For some reason, sites of this sort seem to be getting a lot more mainstream attention now.

7

Ben Alpers 10.28.08 at 6:38 am

Couple thoughts…

1) I know that this is probably a losing battle, but fivethirtyeight.com is a definitely Democratic website. There’s nothing remotely “leftwing” about Nate Silver.

2) Unlike fivethirthyeight and pollster.com, RealClearPolitics does not publish any set of standards explaining how they select and weigh polls. This has led to charges of cherrypicking from rival sites.

8

Maracel 10.28.08 at 6:29 pm

As a Californian I expect it will pretty much be over by 4:30 pm west coast time. Pennsylvania, Virginia will probably call early, followed by Ohio and Florida.

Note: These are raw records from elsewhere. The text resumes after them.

//! Treeline Core Business Logic Layer
//!
//! This crate maintains an in-memory forest of labeled nodes, loaded once at
//! startup and then queried and restructured at runtime.
//!
//! # Architecture
//!
//! - **Two-map store**: id → node registry plus parent → children index,
//!   kept bidirectionally consistent and locked as one unit
//! - **Single-pass load**: the CSV source lists parents before children, so
//!   `height` and `root_id` are derived while reading, never looked up later
//! - **Subtree-proportional queries**: descendant lookups walk the hierarchy
//!   index breadth-first and never scan the whole forest
//! - **Atomic re-parenting**: a move rewires both maps and repairs the moved
//!   subtree's placement inside one write critical section
//!
//! # Modules
//!
//! - [`models`] - Data structures (Node)
//! - [`store`] - In-memory forest (registry + hierarchy index)
//! - [`services`] - Business services (TreeService, loader)

pub mod models;
pub mod services;
pub mod store;

// Re-export commonly used types
pub use models::*;
pub use services::*;
pub use store::*;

If these states don’t call early, then it will be a closer election than expected. Out here we’re all holding our breath.

9

Anita Hendersen 10.28.08 at 10:57 pm

Ha, I remember in 2004 on election day one of the Crooked Timber bloggers confidently stating that Kerry would win. I was amazed that anyone would think that so late in the campaign when it was apparent Bush was in for re-election.

To your point, yes, the wealth of polling data and analysis on the web is much better than it was in previous elections, providing much fun for stat geeks and political junkies. The internet is awesome.

10

Mike Titelbaum 10.29.08 at 1:15 am

Not only are we having an election party here in Canberra, Australia, but many non-Americans I know are almost as obsessed with the election (scanning news and polling sites constantly) as I am!